Discorrendo di quella che ritenevo essere l'impotenza di Dio di fronte al male ed ai fatti terrificanti della vita, una mia amica, una sera, se ne uscì con "da Dio non viene il male, ma Dio può trarre il bene dal male". Lo trovai molto sensato. Dio può certamente intervenire, negli avvenimenti, in qualche modo, ma per me è sempre stata una cosa complicata da capire, e ancora più complicato capirne l'effettiva portata, i risvolti, e tutto quello che ne consegue e che va al di là di quanto i miei sensi possano recepire, con tutta la più buona volontà. Quello di cui invece sono certo è che Dio interviene nelle persone, perchè l'ho visto, come vedo sorgere il sole ad est. Non dico di aver visto le persone decidere solamente di cambiare in direzione del bene, o decidere di far proprio un codice, un comportamento da loro ritenuto 'buono', ma ho visto le persone cambiare nella loro sostanza, se così si può dire. E non sono proprio le persone, con il loro contributo, con le loro scelte, azioni, a modificare i fatti e la (nostra e altrui) storia? E' altrettanto vero che al di sopra di tutto questo sussista la libertà di rifiutare questa opportunità. Ciò vuol dire che da sempre, e per sempre, bene e male si troveranno fianco a fianco, sfumature intermedie comprese, per cui chi sceglie il bene (amore) si scopre a fare il male e chi fa il male, può scoprire le meraviglie del bene: se la nostra essenza non manifestasse una così palese fragilità, quale necessità avremmo avuto di essere salvati? La consapevolezza di potersi trovare per un nonnulla, in questo faccia a faccia, da una parte o dall'altra della barricata è un potente freno nell'azzardare a valutare ciò a cui si assiste quotidianamente con gli occhi di un giudice. Come cambiare, allora? Come dare a Dio il modo di intervenire? Nella maniera più equa che si possa immaginare, altrettanto valido per il misero, il pezzente, quanto per il capo di stato o la stella del Rock and Roll: la preghiera.
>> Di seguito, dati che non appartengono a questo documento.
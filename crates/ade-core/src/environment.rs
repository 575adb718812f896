//! Environment records — the shape every downstream step consumes.
//!
//! A [`RawEnvironment`] is what a source hands back. Enrichment with the
//! backing resource group and its tags turns it into an [`EnvironmentRecord`].

use std::collections::HashMap;

use crate::date::RawExpiration;

/// Resource-group tags. Keys keep their original case; lookups that need
/// case-insensitivity do it themselves.
pub type Tags = HashMap<String, String>;

// ─── Raw ─────────────────────────────────────────────────────────────────────

/// An environment as listed by a source, before enrichment.
#[derive(Debug, Clone, Default, PartialEq, Eq)]
pub struct RawEnvironment {
  pub name:                        String,
  pub project_name:                String,
  pub environment_type:            Option<String>,
  pub catalog_name:                Option<String>,
  pub environment_definition_name: Option<String>,
  pub provisioning_state:          Option<String>,
  pub resource_group_id:           Option<String>,
  pub expiration:                  Option<RawExpiration>,
  /// Account identifier of the creating user (an AAD object id for DevCenter).
  pub user:                        Option<String>,
}

impl RawEnvironment {
  /// Name of the backing resource group.
  ///
  /// Taken from the last segment of `resource_group_id`. Without an id the
  /// DevCenter naming convention `{project}-{environment}` is assumed. An id
  /// that is not a path, or ends in `/`, yields `None`.
  pub fn resource_group_name(&self) -> Option<String> {
    match &self.resource_group_id {
      Some(id) => {
        if !id.contains('/') {
          return None;
        }
        id.rsplit('/')
          .next()
          .filter(|segment| !segment.is_empty())
          .map(str::to_string)
      }
      None => Some(format!("{}-{}", self.project_name, self.name)),
    }
  }
}

// ─── Enriched ────────────────────────────────────────────────────────────────

/// The best available signal about who owns an environment.
#[derive(Debug, Clone, Default, PartialEq, Eq)]
pub struct OwnerHint {
  pub tags:        Tags,
  pub fallback_id: Option<String>,
}

/// One deployment environment, enriched and ready for classification.
#[derive(Debug, Clone, PartialEq, Eq)]
pub struct EnvironmentRecord {
  pub name:                        String,
  pub project_name:                String,
  pub environment_type:            Option<String>,
  pub catalog_name:                Option<String>,
  pub environment_definition_name: Option<String>,
  pub provisioning_state:          Option<String>,
  pub resource_group_id:           Option<String>,
  pub resource_group:              Option<String>,
  pub expiration_raw:              Option<RawExpiration>,
  pub owner_hint:                  OwnerHint,
}

impl EnvironmentRecord {
  /// Combine a raw listing with its resource group name and tags.
  pub fn enrich(raw: RawEnvironment, resource_group: Option<String>, tags: Tags) -> Self {
    Self {
      name: raw.name,
      project_name: raw.project_name,
      environment_type: raw.environment_type,
      catalog_name: raw.catalog_name,
      environment_definition_name: raw.environment_definition_name,
      provisioning_state: raw.provisioning_state,
      resource_group_id: raw.resource_group_id,
      resource_group,
      expiration_raw: raw.expiration,
      owner_hint: OwnerHint { tags, fallback_id: raw.user },
    }
  }
}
"A noi sono necessarie le parole per richiamarci alla mente e considerare quello che chiediamo, ma non crediamo di dovere informare con esse il Signore, o piegarlo ai nostri voleri. Quando diciamo: «Liberaci dal male», ricordiamo a noi stessi che non siamo ancora in possesso di quel bene nel quale non soffriremo più alcun male. Questa domanda [...] ha un significato larghissimo. Perciò, in qualunque tribolazione si trovi il cristiano, con essa esprima i suoi gemiti, con essa accompagni le sue lacrime, da essa inizi la sua preghiera, in essa la prolunghi e con essa la termini." (da 'Lettera a Proba' - S. Agostino)
[intervento personale già pubblicato sul blog di Paolo Vites 'The Red River Shore']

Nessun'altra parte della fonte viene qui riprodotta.